CLARA: Weren’t you listening? I’m under the Mayor’s personal protection. And it’s absolute, apparently. Look, she controls the Raven, so I will never have to face it. This is clever.
RIGSY: But this is putting you in danger.
CLARA: No, this is us talking the opposition into their own trap. This is Doctor 101. We’re buying time. We get all of the aliens on our side in the next half an hour, and then we reveal I’ve got the chronolock, not you, and boom! We buy ourselves more time to find the real killer.
RIGSY: The Doctor would never let you do this.
CLARA: Doctor 102. Never tell anyone your actual plan. He’ll have a tantrum when he finds out. And then, when we confront Ashildr, she’ll want to take the chronolock off just to shut him up. What happens if you don’t go home tonight to Jen and Lucy, eh? If you never go home? You really want your little girl growing up without a father just because he wouldn’t take a risk? You trusted us to save you, so trust us.
Oh, Clara Clara Clara. The thing that HURTS me is that her logic is SO SOUND and her heart is in the right place. She doesn’t even THINK about the danger she is putting herself in because she and the Doctor have had SO MANY wins together. She never considers the option that it could all go wrong. It’s stupid and brave and oh so clever all at the same time. She touches the back of Rigsy’s neck and the chronolock transfers to her neck and I yell at the TV because now it’s CLARA’S life that is on the clock. I understand her need for the element of surprise but the fact that she didn’t let the Doctor in on her plan made me NUTS. Why why why why why.
Meanwhile, The Doctor is questioning The Mayor’s other assistant, Kabel, who drops some very important knowledge. “Your friend, acting like he was all scared of us, calling for a doctor.” This immediately makes The Doctor question just exactly what’s going on here. He demands to know if Rigsy was calling for A doctor or THE Doctor. “You find yourself accused of murder on a strange alien street in the middle of London. Only they’ve taken your phone, so you beg the woman in charge to call me instead. She knew you and I were friends. So why’d she lie? Unless she had something to hide.” Oh, shit.
Long story short, the whole thing was never about Rigsy. It was all about the Mayor getting the Doctor to come to the trap street. They realize that the Janus isn’t dead but being held in a stasis pod (and her son is actually a daughter but I’ve rambled on enough already). There is a keyhole that can free her from the pod and the only option available is for the Doctor to use his TARDIS key, which he does, despite Clara’s protestations. “This girl needs her mother,” he says, shoving his key into the box. If there’s one thing the Doctor has proven he will always be a sucker for, it’s family. (He and Clara have that in common, being rootless themselves.) The minute The Doctor unlocks the machine, a silver bracelet clamps on to his wrist and The Mayor grins triumphantly. WHAT THE FUCK IS GOING ON HERE?
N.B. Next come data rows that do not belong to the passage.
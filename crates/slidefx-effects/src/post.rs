//! Post-process passes: separable Gaussian blur and bloom
//!
//! The blur is a 9-tap Gaussian folded into 5 bilinear taps: the two
//! outer offsets land between texels so linear filtering does half the
//! work. Running the horizontal then the vertical pass gives the 2D blur.

use glam::{Mat4, Vec2, Vec4};
use slidefx_catalog::keys;

use crate::image::{Image, Sampler};
use crate::transition::QuadVertex;
use crate::{EffectModel, VertexOutput};

/// Tap offsets in texels: centre, then `±` each of the other two
pub const BLUR_OFFSETS: [f32; 3] = [0.0, 1.384_615_4, 3.230_769_3];

/// Tap weights matching `BLUR_OFFSETS`; the side taps are used twice
pub const BLUR_WEIGHTS: [f32; 3] = [0.227_027_03, 0.316_216_2, 0.070_270_27];

/// Direction of one blur pass
#[derive(Debug, Clone, Copy, PartialEq, Eq)]
pub enum BlurPass {
    Horizontal,
    Vertical,
}

impl BlurPass {
    pub fn key(self) -> &'static str {
        match self {
            Self::Horizontal => HorizontalBlur::KEY,
            Self::Vertical => VerticalBlur::KEY,
        }
    }

    pub fn direction(self) -> Vec2 {
        match self {
            Self::Horizontal => Vec2::X,
            Self::Vertical => Vec2::Y,
        }
    }

    /// Fragment stage at window position `frag_coord`
    ///
    /// `texture_size` is `1 / size` of the source texture.
    pub fn fragment(self, texture: &impl Sampler, frag_coord: Vec2, texture_size: Vec2) -> Vec4 {
        let dir = self.direction();
        let mut color = texture.sample(frag_coord * texture_size) * BLUR_WEIGHTS[0];
        for (offset, weight) in BLUR_OFFSETS.iter().zip(BLUR_WEIGHTS).skip(1) {
            let step = dir * *offset;
            color += texture.sample((frag_coord + step) * texture_size) * weight;
            color += texture.sample((frag_coord - step) * texture_size) * weight;
        }
        color
    }

    /// Run this pass over a whole image, output the same size as the input
    pub fn apply(self, image: &Image) -> Image {
        let texture_size = image.texel_size();
        image.map_fragments(|frag_coord| self.fragment(image, frag_coord, texture_size))
    }
}

#[derive(Debug, Clone, Copy, PartialEq)]
pub struct BlurUniforms {
    pub mvp: Mat4,
    pub texture_size: Vec2,
}

impl Default for BlurUniforms {
    fn default() -> Self {
        Self {
            mvp: Mat4::IDENTITY,
            texture_size: Vec2::ONE,
        }
    }
}

fn position_only(mvp: Mat4, position: Vec2) -> VertexOutput<()> {
    VertexOutput {
        position: mvp * position.extend(0.0).extend(1.0),
        varyings: (),
    }
}

pub struct HorizontalBlur;

impl EffectModel for HorizontalBlur {
    const KEY: &'static str = keys::HORIZONTAL_GAUSSIAN_BLUR;
    type Uniforms = BlurUniforms;
    type Attributes = Vec2;
    type Varyings = ();

    fn vertex(u: &BlurUniforms, position: &Vec2) -> VertexOutput<()> {
        position_only(u.mvp, *position)
    }
}

pub struct VerticalBlur;

impl EffectModel for VerticalBlur {
    const KEY: &'static str = keys::VERTICAL_GAUSSIAN_BLUR;
    type Uniforms = BlurUniforms;
    type Attributes = Vec2;
    type Varyings = ();

    fn vertex(u: &BlurUniforms, position: &Vec2) -> VertexOutput<()> {
        position_only(u.mvp, *position)
    }
}

/// `color + (blur + color) * amount`, deliberately unclamped
pub fn bloom_composite(color: Vec4, blur: Vec4, amount: f32) -> Vec4 {
    color + (blur + color) * amount
}

#[derive(Debug, Clone, Copy, PartialEq)]
pub struct BloomUniforms {
    pub mvp: Mat4,
    pub bloom_amount: f32,
}

impl Default for BloomUniforms {
    fn default() -> Self {
        Self {
            mvp: Mat4::IDENTITY,
            bloom_amount: 0.0,
        }
    }
}

/// Additive bloom of a frame with its blurred copy
pub struct Bloom;

impl EffectModel for Bloom {
    const KEY: &'static str = keys::BLOOM;
    type Uniforms = BloomUniforms;
    type Attributes = QuadVertex;
    type Varyings = Vec2;

    fn vertex(u: &BloomUniforms, v: &QuadVertex) -> VertexOutput<Vec2> {
        VertexOutput {
            position: u.mvp * v.position.extend(0.0).extend(1.0),
            varyings: v.tex_coord,
        }
    }
}

impl Bloom {
    pub fn fragment(
        u: &BloomUniforms,
        texture: &impl Sampler,
        blur_texture: &impl Sampler,
        tex_coord: Vec2,
    ) -> Vec4 {
        bloom_composite(
            texture.sample(tex_coord),
            blur_texture.sample(tex_coord),
            u.bloom_amount,
        )
    }
}

/// Horizontal blur, vertical blur, then bloom composite
pub struct BloomPipeline;

impl BloomPipeline {
    /// Both blur passes
    pub fn blur(image: &Image) -> Image {
        let horizontal = BlurPass::Horizontal.apply(image);
        BlurPass::Vertical.apply(&horizontal)
    }

    pub fn apply(image: &Image, amount: f32) -> Image {
        log::debug!(
            "Bloom pass over {}x{} image, amount {}",
            image.width(),
            image.height(),
            amount
        );
        let blurred = Self::blur(image);
        let uniforms = BloomUniforms {
            bloom_amount: amount,
            ..Default::default()
        };
        let texture_size = image.texel_size();
        image.map_fragments(|frag_coord| {
            Bloom::fragment(&uniforms, image, &blurred, frag_coord * texture_size)
        })
    }
}
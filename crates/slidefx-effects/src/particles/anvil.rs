//! Anvil transition: smoke puffs and dust specks kicked up on impact

use glam::{Vec3, Vec4};
use slidefx_catalog::keys;
use slidefx_math::{PI, fast_rotation_matrix, fast_sine, mix};

use super::{ParticleUniforms, ParticleVaryings, ParticleVertex, emit};
use crate::{EffectModel, VertexOutput};

/// Quick fade in over the first 5% of life, linear fade out after
pub fn fade_envelope(real_percent: f32) -> f32 {
    (1.0 - real_percent) * (real_percent * 20.0).min(1.0)
}

/// Smoke puffs that grow, tumble and drift sideways
pub struct AnvilSmoke;

impl EffectModel for AnvilSmoke {
    const KEY: &'static str = keys::ANVIL_SMOKE;
    type Uniforms = ParticleUniforms;
    type Attributes = ParticleVertex;
    type Varyings = ParticleVaryings;

    fn vertex(u: &ParticleUniforms, v: &ParticleVertex) -> VertexOutput<ParticleVaryings> {
        let p = &v.particle;
        // smoke runs on a square-root clock: fast start, long tail
        let rp = p.life_span.real_percent(u.percent).sqrt();

        let scaled = v.offset() * p.scale * mix(0.1, 1.0, rp);
        let rotated = fast_rotation_matrix(p.rotation * rp) * scaled;
        let drift = Vec3::new(p.speed.x * rp.sqrt(), p.speed.y * rp * rp, p.speed.z);
        let position = v.anchor() + (rotated + drift).extend(0.0);

        let opacity = u.opacity * fade_envelope(rp);
        emit(u.mvp, position, Vec4::splat(opacity), v.tex_coord)
    }
}

/// Specks thrown on a gravity-like arc
///
/// `Speed.z` doubles as the vertical stretch of the speck.
pub struct AnvilSpeck;

impl EffectModel for AnvilSpeck {
    const KEY: &'static str = keys::ANVIL_SPECK;
    type Uniforms = ParticleUniforms;
    type Attributes = ParticleVertex;
    type Varyings = ParticleVaryings;

    fn vertex(u: &ParticleUniforms, v: &ParticleVertex) -> VertexOutput<ParticleVaryings> {
        let p = &v.particle;
        let rp = p.life_span.real_percent(u.percent);

        let stretch = p.scale * Vec3::new(1.0, p.speed.z, 1.0) * mix(0.1, 1.0, rp);
        let arc = Vec3::new(p.speed.x * rp, p.speed.y * fast_sine(PI * 0.85 * rp), 0.0);
        let position = v.anchor() + (v.offset() * stretch + arc).extend(0.0);

        let opacity = u.opacity * fade_envelope(rp);
        emit(u.mvp, position, Vec4::splat(opacity), v.tex_coord)
    }
}
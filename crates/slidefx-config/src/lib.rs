//! slidefx Configuration Management
//!
//! Handles loading and managing configuration from ~/.slidefx/config.toml
//! and generates a commented default file on first use.

use serde::{Deserialize, Serialize};
use slidefx_catalog::{CatalogBuilder, CatalogError, EffectCatalog, PrecisionPolicy};
use std::fs;
use std::path::{Path, PathBuf};
use thiserror::Error;

/// Default configuration directory name
const CONFIG_DIR_NAME: &str = ".slidefx";
/// Default configuration file name
const CONFIG_FILE_NAME: &str = "config.toml";

/// Catalog configuration section
#[derive(Debug, Clone, PartialEq, Serialize, Deserialize, Default)]
pub struct CatalogSettings {
    /// Bundled effect keys left out of the catalog
    #[serde(default)]
    pub exclude: Vec<String>,

    /// Precision preamble policy applied to every program
    #[serde(default)]
    pub precision: PrecisionPolicy,
}

/// Preview configuration section, read by the `sample` command
#[derive(Debug, Clone, PartialEq, Serialize, Deserialize)]
pub struct PreviewSettings {
    /// Bloom strength used when sampling the bloom effect
    #[serde(default = "default_bloom_amount")]
    pub bloom_amount: f32,

    /// Transition progress sampled when none is given
    #[serde(default = "default_sample_percent")]
    pub sample_percent: f32,
}

fn default_bloom_amount() -> f32 {
    0.5
}

fn default_sample_percent() -> f32 {
    0.5
}

impl Default for PreviewSettings {
    fn default() -> Self {
        Self {
            bloom_amount: default_bloom_amount(),
            sample_percent: default_sample_percent(),
        }
    }
}

/// Main configuration structure
#[derive(Debug, Clone, PartialEq, Serialize, Deserialize, Default)]
pub struct Config {
    /// Catalog settings
    #[serde(default)]
    pub catalog: CatalogSettings,

    /// Preview settings
    #[serde(default)]
    pub preview: PreviewSettings,
}

impl Config {
    /// Load configuration from ~/.slidefx/config.toml, creating default if it doesn't exist
    pub fn load() -> Result<Self, ConfigError> {
        Self::load_or_create(&Self::config_file_path()?)
    }

    /// Load configuration from `path`, writing the default there first if missing
    pub fn load_or_create(path: &Path) -> Result<Self, ConfigError> {
        if !path.exists() {
            log::info!("Config file not found, creating default at {:?}", path);
            Self::create_default_at(path)?;
        }

        let config = Self::load_from(path)?;
        log::info!("Loaded configuration from {:?}", path);
        Ok(config)
    }

    /// Load configuration from a specific path
    pub fn load_from(path: &Path) -> Result<Self, ConfigError> {
        let content =
            fs::read_to_string(path).map_err(|e| ConfigError::Read(path.to_path_buf(), e))?;

        let config: Config =
            toml::from_str(&content).map_err(|e| ConfigError::Parse(path.to_path_buf(), e))?;

        Ok(config)
    }

    /// Get the configuration directory path (~/.slidefx/)
    pub fn config_dir() -> Result<PathBuf, ConfigError> {
        let home = dirs::home_dir().ok_or(ConfigError::NoHomeDirectory)?;
        Ok(home.join(CONFIG_DIR_NAME))
    }

    /// Get the configuration file path (~/.slidefx/config.toml)
    pub fn config_file_path() -> Result<PathBuf, ConfigError> {
        Ok(Self::config_dir()?.join(CONFIG_FILE_NAME))
    }

    /// Write the default configuration to `path`, creating parent directories
    pub fn create_default_at(path: &Path) -> Result<(), ConfigError> {
        if let Some(parent) = path.parent().filter(|p| !p.as_os_str().is_empty()) {
            fs::create_dir_all(parent)
                .map_err(|e| ConfigError::CreateDir(parent.to_path_buf(), e))?;
        }

        let toml_content =
            toml::to_string_pretty(&Config::default()).map_err(ConfigError::Serialize)?;

        // Add header comment
        let content = format!(
            "# slidefx Configuration\n\
             #\n\
             # [catalog]\n\
             # exclude   = bundled effect keys to leave out, e.g. [\"flame\"]\n\
             # precision = \"as-authored\", \"guarded\" or \"stripped\"\n\
             \n\
             {toml_content}"
        );

        fs::write(path, content).map_err(|e| ConfigError::Write(path.to_path_buf(), e))?;

        log::info!("Created default configuration at {:?}", path);
        Ok(())
    }

    /// Catalog builder carrying the configured exclusions and precision policy
    pub fn catalog_builder(&self) -> CatalogBuilder {
        CatalogBuilder::new()
            .exclude(self.catalog.exclude.iter().cloned())
            .precision(self.catalog.precision)
    }

    /// Build the bundled catalog as configured
    pub fn build_catalog(&self) -> Result<EffectCatalog, CatalogError> {
        Ok(self.catalog_builder().with_bundled()?.build())
    }
}

/// Configuration errors
#[derive(Debug, Error)]
pub enum ConfigError {
    #[error("Could not determine home directory")]
    NoHomeDirectory,

    #[error("Failed to read {0:?}: {1}")]
    Read(PathBuf, #[source] std::io::Error),

    #[error("Failed to parse {0:?}: {1}")]
    Parse(PathBuf, #[source] toml::de::Error),

    #[error("Failed to serialize config: {0}")]
    Serialize(#[source] toml::ser::Error),

    #[error("Failed to write {0:?}: {1}")]
    Write(PathBuf, #[source] std::io::Error),

    #[error("Failed to create {0:?}: {1}")]
    CreateDir(PathBuf, #[source] std::io::Error),
}

#[cfg(test)]
mod tests {
    use super::*;

    #[test]
    fn test_default_config() {
        let config = Config::default();
        assert!(config.catalog.exclude.is_empty());
        assert_eq!(config.catalog.precision, PrecisionPolicy::AsAuthored);
        assert_eq!(config.preview.bloom_amount, 0.5);
        assert_eq!(config.preview.sample_percent, 0.5);
    }

    #[test]
    fn test_serialize_deserialize() {
        let mut config = Config::default();
        config.catalog.precision = PrecisionPolicy::Guarded;
        config.catalog.exclude = vec!["flame".to_string()];
        let toml_str = toml::to_string(&config).unwrap();
        let parsed: Config = toml::from_str(&toml_str).unwrap();
        assert_eq!(parsed, config);
    }

    #[test]
    fn test_partial_config() {
        let partial = r#"
            [catalog]
            precision = "stripped"
        "#;
        let config: Config = toml::from_str(partial).unwrap();
        assert_eq!(config.catalog.precision, PrecisionPolicy::Stripped);
        // Other fields should have defaults
        assert!(config.catalog.exclude.is_empty());
        assert_eq!(config.preview, PreviewSettings::default());
    }

    #[test]
    fn test_unknown_precision_is_a_parse_error() {
        let bad = r#"
            [catalog]
            precision = "highp"
        "#;
        assert!(toml::from_str::<Config>(bad).is_err());
    }

    #[test]
    fn test_load_or_create_writes_default() {
        let dir = tempfile::tempdir().unwrap();
        let path = dir.path().join("nested").join("config.toml");

        let config = Config::load_or_create(&path).unwrap();
        assert_eq!(config, Config::default());

        let written = fs::read_to_string(&path).unwrap();
        assert!(written.starts_with("# slidefx Configuration"));
        assert!(written.contains("[catalog]"));
        assert!(written.contains("[preview]"));
    }

    #[test]
    fn test_load_or_create_keeps_existing_file() {
        let dir = tempfile::tempdir().unwrap();
        let path = dir.path().join("config.toml");
        fs::write(&path, "[preview]\nbloom_amount = 2.0\n").unwrap();

        let config = Config::load_or_create(&path).unwrap();
        assert_eq!(config.preview.bloom_amount, 2.0);
        assert_eq!(fs::read_to_string(&path).unwrap(), "[preview]\nbloom_amount = 2.0\n");
    }

    #[test]
    fn test_load_from_missing_file() {
        let dir = tempfile::tempdir().unwrap();
        let err = Config::load_from(&dir.path().join("absent.toml")).unwrap_err();
        assert!(matches!(err, ConfigError::Read(..)));
    }

    #[test]
    fn test_load_from_invalid_toml() {
        let dir = tempfile::tempdir().unwrap();
        let path = dir.path().join("config.toml");
        fs::write(&path, "[catalog\n").unwrap();
        let err = Config::load_from(&path).unwrap_err();
        assert!(matches!(err, ConfigError::Parse(..)));
        assert!(err.to_string().starts_with("Failed to parse"));
    }

    #[test]
    fn test_build_catalog_applies_settings() {
        let mut config = Config::default();
        config.catalog.exclude = vec!["flame".to_string(), "sparkle".to_string()];
        config.catalog.precision = PrecisionPolicy::Stripped;

        let catalog = config.build_catalog().unwrap();
        assert!(!catalog.contains("flame"));
        assert!(!catalog.contains("sparkle"));
        assert!(catalog.contains("iris"));
        for (_, desc) in catalog.iter() {
            assert!(!desc.fragment_program().contains("precision "));
        }
    }
}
It turns out that the bracelet is not a restraint but a teleport device. (Wut?) The Mayor claims that she made a deal to protect the street with an unknown entity if she delivered The Doctor to them. (WUT?) She asks for The Doctor’s confession dial, saying that “they” have other means of procuring it, but it would just be easier if he handed it over now. (WUUUUUUUUUUUT?) All of this, Rigsy, the apparent murder, the chronolock, all of it was to get The Doctor in this place at this moment, so she could turn him over to whoever she is working with. Clearly she is working with the Time Lords, right? WHY? Is her rage at The Doctor so deep that she would do anything for revenge? Did the Time Lords offer her a chance to get off this planet in exchange for The Doctor? Is she completely incapable of forgiveness? Are we going to Gallifrey for the finale? WHAT IS HAPPENING? (Also seriously, Madam Mayor, go fuck yourself.)
It’s so interesting how both Clara and The Doctor react to this news. The Doctor’s first instinct is to RAGE, demanding that The Mayor fix this immediately. When The Mayor tearfully (at least there is some sign of humanity there) says there’s nothing she can do, it only serves to make him go more Fire and Ice and Rage on her.
DOCTOR: Yes, it is, you can, and you will, or this street will be over. I’ll show you and all your funny little friends to the whole laughing world. I’ll bring UNIT, I’ll bring the Zygons. Give me a minute, I’ll bring the Daleks and the Cybermen. You will save Clara, and you will do it now, or I will rain hell on you for the rest of time.
CLARA: Doctor, stop talking like that.
THE MAYOR: You can’t.
DOCTOR: I can do whatever the hell I like. You’ve read the stories. You know who I am. And in all of that time, did you ever hear anything about anyone who stopped me?
THE MAYOR: I know the Doctor. The Doctor would never!
DOCTOR: The Doctor is no longer here! You are stuck with me. And I will end you, and everything you love.
And what of Clara? Bless her light forever and ever, she goes into the acceptance phase immediately. I don’t know how, but she does. Once she hears that there is nothing to be done, she doesn’t fight it. And what’s worse is that she doesn’t want The Doctor to fight it. “This is my fault,” she says. “I did this.” The Doctor says he doesn’t care that if it’s her fault, it won’t stop him from raging and destroying everything in his path. But the thing is CLARA CARES and she also knows that when his rage settles, The Doctor will hate himself. And she won’t have it. Not when their time together is dwindling so quickly. She doesn’t want her last memories of him to be of the Time Lord Victorious. She wants the man who she beamed so proudly at when he stopped the Boneless. She wants the man who told her to not even argue with him on a magical Christmas Eve. She wants the man who made her feel special for traveling with him. She wants her Doctor, her life, her love. And the way he fucking softens as soon as she makes that known…kill me right now, because I can’t bear it. This is about the time I started audibly sobbing.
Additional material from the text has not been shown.